O momento de transformação interior que deu origem a esta nova série de trabalhos de Gil Maia deu-se aquando da visita do artista ao Mosteiro de Alcobaça. Aí, Gil observou a arquitectura gótica, o silêncio sepulcral do espaço e a luz que entrava em feixes de vida. Na cozinha observou as decorações em azulejos. «Este encontro com a história tornou-se especial», conta o pintor. «Especial porque o meu trabalho artístico, ou seja, a pintura, passou a absorver, desde então, determinados elementos característicos do nosso património cultural, com especial relevo para a azulejaria portuguesa que ornamenta, se entrelaça e joga brilhantemente com a rudeza pétrea das arquitecturas dos nosso mosteiros, conventos, palácios… O espaço palco de cariz mais doméstico e intimista que vinha explorando até então deu lugar a espaços-palco mais abrangente, ou seja, os espaços que outrora foram palco da nossa história e que hoje são espaços de todos nós, ou pelos menos de todos aqueles que os procuram e visitam». As pinturas de Constructiones in Palatio são uma tentativa, também, de valorização da memória cultural e do património artístico português através de estruturas de pedra e elementos decorativos reconhecíveis que ganham novas perspectivas nestas telas e servem de panos de fundo para a cena que se passa ao centro, tendo como actor a figura abstracta, geométrica e absurdamente arquitectónica.
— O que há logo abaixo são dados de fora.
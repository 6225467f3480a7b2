use std::sync::Arc;
use std::thread::{self, JoinHandle};
use std::time::Duration;

use serde::{Deserialize, Serialize};
use tracing::{info, warn};

use super::breakpoints::{Breakpoint, BreakpointListing, Location};
use super::context::DebugContext;
use super::control::{Phase, Shared};
use super::evaluator::{Evaluation, Evaluator};
use super::frames::{Frame, Variables};
use super::history::ProgramState;
use super::profiler::Profile;
use super::stepping::Command;
use super::tracker::ExecutionStep;
use crate::config::DebuggerConfig;
use crate::error::{DebugError, DebugResult, ProtocolError};
use crate::executor::{Interpreter, RunOutcome};
use crate::parser::{parse_program, Program, SourceUnit, MAIN_UNIT};

/// Script calls recurse on the host stack, so the executor gets room for
/// `max_call_depth` activations.
const EXECUTOR_STACK_SIZE: usize = 64 * 1024 * 1024;

/// Inclusive line range outside which pauses are not captured into history.
#[derive(Debug, Clone, Copy, PartialEq, Eq, Serialize, Deserialize)]
pub struct FocusRange {
    pub first: usize,
    pub last: usize,
}

impl FocusRange {
    pub fn new(a: usize, b: usize) -> Self {
        Self {
            first: a.min(b),
            last: a.max(b),
        }
    }

    pub fn contains(&self, line: usize) -> bool {
        (self.first..=self.last).contains(&line)
    }
}

#[derive(Debug, Clone, PartialEq, Eq, Serialize, Deserialize)]
pub struct Status {
    pub running: bool,
    pub phase: Phase,
    pub frames: Vec<Frame>,
    pub variables: Variables,
    pub breakpoints: BreakpointListing,
    pub exception: Option<String>,
    pub output: String,
    pub current_line: Option<usize>,
    pub history_size: usize,
    pub history_cursor: Option<usize>,
}

#[derive(Debug, Clone, PartialEq, Eq, Serialize, Deserialize)]
pub struct Visualization {
    pub flowchart: String,
    pub call_graph: String,
}

/// Controller-side handle to one session. Clones share the session.
#[derive(Debug, Clone)]
pub struct SessionHandle {
    id: u64,
    shared: Arc<Shared>,
    unit: Arc<SourceUnit>,
    evaluator: Evaluator,
}

impl SessionHandle {
    pub fn id(&self) -> u64 {
        self.id
    }

    pub fn unit(&self) -> &SourceUnit {
        &self.unit
    }

    pub fn phase(&self) -> Phase {
        self.shared.phase()
    }

    pub fn status(&self) -> Status {
        let phase = self.phase();
        let breakpoints = self.breakpoints();
        let view = self.shared.view.read();
        Status {
            running: matches!(phase, Phase::Running | Phase::Paused),
            phase,
            frames: view.frames.clone(),
            variables: view.variables.clone(),
            breakpoints,
            exception: view.exception.clone(),
            output: self.shared.output.contents(),
            current_line: view.current_line,
            history_size: view.history.size(),
            history_cursor: view.history.cursor(),
        }
    }

    /// Replace every breakpoint of the session.
    pub fn set_breakpoints(&self, breakpoints: impl IntoIterator<Item = Breakpoint>) {
        self.shared.breakpoints.write().replace(breakpoints);
    }

    /// Arm a breakpoint on a line of the session's program.
    pub fn set_breakpoint(&self, line: usize, condition: Option<String>) {
        let location = Location::new(self.unit.name(), line);
        self.shared.breakpoints.write().set(location, condition);
    }

    pub fn clear_breakpoint(&self, line: usize) -> bool {
        let location = Location::new(self.unit.name(), line);
        self.shared.breakpoints.write().clear(&location)
    }

    pub fn breakpoints(&self) -> BreakpointListing {
        self.shared.breakpoints.read().listing()
    }

    pub fn send_command(&self, command: Command) -> Result<(), ProtocolError> {
        self.shared.submit(command)
    }

    /// Parse and send a command given by name.
    pub fn send(&self, kind: &str) -> Result<(), ProtocolError> {
        self.send_command(kind.parse()?)
    }

    /// Evaluate `text` against a copy of the paused scope.
    pub fn evaluate(&self, text: &str) -> Result<Evaluation, ProtocolError> {
        let scope = self.shared.paused_scope()?;
        Ok(self.evaluator.evaluate(text, &scope))
    }

    pub fn visualization(&self) -> Visualization {
        let view = self.shared.view.read();
        Visualization {
            flowchart: view.tracker.to_flowchart(),
            call_graph: view.tracker.to_call_graph(),
        }
    }

    pub fn profile(&self) -> Profile {
        self.shared.view.read().profiler.profile()
    }

    pub fn steps(&self) -> Vec<ExecutionStep> {
        self.shared.view.read().tracker.steps().to_vec()
    }

    /// Snapshot at the history cursor.
    pub fn current_state(&self) -> Option<ProgramState> {
        self.shared.view.read().history.current().cloned()
    }

    /// Block until the session is paused with no command pending, or
    /// terminated. `None` if `timeout` passes first.
    pub fn wait_until_settled(&self, timeout: Duration) -> Option<Phase> {
        self.shared.wait_until_settled(timeout)
    }
}

struct ActiveRun {
    handle: SessionHandle,
    executor: JoinHandle<()>,
}

/// Owner of the current debug session. Starting a new run tears down the
/// previous one first, so at most one session is ever live.
pub struct Debugger {
    config: DebuggerConfig,
    active: Option<ActiveRun>,
    next_id: u64,
}

impl Default for Debugger {
    fn default() -> Self {
        Self::new(DebuggerConfig::default())
    }
}

impl Debugger {
    pub fn new(config: DebuggerConfig) -> Self {
        Self {
            config,
            active: None,
            next_id: 1,
        }
    }

    pub fn config(&self) -> &DebuggerConfig {
        &self.config
    }

    pub fn start_run(
        &mut self,
        source: &str,
        focus: Option<FocusRange>,
    ) -> DebugResult<SessionHandle> {
        self.start_run_with_breakpoints(source, focus, Vec::new())
    }

    /// Start a run with breakpoints armed before the first trace event.
    pub fn start_run_with_breakpoints(
        &mut self,
        source: &str,
        focus: Option<FocusRange>,
        breakpoints: Vec<Breakpoint>,
    ) -> DebugResult<SessionHandle> {
        let program = parse_program(source)?;
        self.shutdown()?;

        let id = self.next_id;
        self.next_id += 1;
        let unit = Arc::new(SourceUnit::new(MAIN_UNIT, source));
        let shared = Arc::new(Shared::new(self.config.history_capacity));
        shared.breakpoints.write().replace(breakpoints);

        let handle = SessionHandle {
            id,
            shared: Arc::clone(&shared),
            unit: Arc::clone(&unit),
            evaluator: Evaluator::new(self.config.max_call_depth),
        };
        let context = DebugContext::new(Arc::clone(&shared), unit, &self.config, focus);
        let max_depth = self.config.max_call_depth;

        shared.begin();
        let spawned = thread::Builder::new()
            .name("target-executor".into())
            .stack_size(EXECUTOR_STACK_SIZE)
            .spawn({
                let shared = Arc::clone(&shared);
                move || run_target(&program, context, shared, max_depth)
            });
        let executor = match spawned {
            Ok(executor) => executor,
            Err(err) => {
                shared.mark_terminated();
                return Err(DebugError::Spawn(err));
            }
        };
        info!(session = id, lines = handle.unit.len(), focus = ?focus, "debug session started");

        self.active = Some(ActiveRun {
            handle: handle.clone(),
            executor,
        });
        Ok(handle)
    }

    pub fn session(&self) -> DebugResult<&SessionHandle> {
        self.active
            .as_ref()
            .map(|run| &run.handle)
            .ok_or(DebugError::NoSession)
    }

    /// Terminate the live session, if any, and wait for its executor.
    pub fn shutdown(&mut self) -> DebugResult<()> {
        let Some(run) = self.active.take() else {
            return Ok(());
        };
        let timeout = self.config.teardown_timeout();
        run.handle.shared.request_terminate();
        if !run.handle.shared.wait_until_terminated(timeout) {
            warn!(session = run.handle.id, ?timeout, "previous session did not terminate");
            self.active = Some(run);
            return Err(DebugError::TeardownTimeout(timeout));
        }
        if run.executor.join().is_err() {
            warn!(session = run.handle.id, "target executor panicked");
        }
        info!(session = run.handle.id, "debug session torn down");
        Ok(())
    }
}

impl Drop for Debugger {
    fn drop(&mut self) {
        if let Err(err) = self.shutdown() {
            warn!(%err, "debugger dropped with a live session");
        }
    }
}

/// Marks the session terminated when the executor exits, including by panic.
struct TerminateOnExit(Arc<Shared>);

impl Drop for TerminateOnExit {
    fn drop(&mut self) {
        self.0.mark_terminated();
    }
}

fn run_target(program: &Program, mut context: DebugContext, shared: Arc<Shared>, max_depth: usize) {
    let _exit = TerminateOnExit(Arc::clone(&shared));
    let output = shared.output.clone();
    match Interpreter::new(&mut context, &output, max_depth).run(program) {
        RunOutcome::Completed => info!("target completed"),
        RunOutcome::Terminated => info!("target terminated"),
        RunOutcome::Failed(err) => info!(%err, line = ?err.line, "target failed"),
    }
}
Com isto Gil Maia passou de uma pintura íntima, expressivamente complexa e por vezes onírica para um registo de encenação poética mais limpa, clara e despojada. Gil Maia afirma: «nos espaços que crio (espaços-palco) confluem os estilhaços da memória dos espaços reais que outrora visitei, mais os estilhaços ainda quentes do meu presente, os quais permitem imaginar a ossatura de possíveis objectos, mobiliários, resquícios de objectos domésticos ou mesmo não objectos integrados num ambiente palaciano. Os espaços dos palácios que visitamos são de todos nós. Estes, criados a partir daqueles são meus..mas devolvo-os ao público».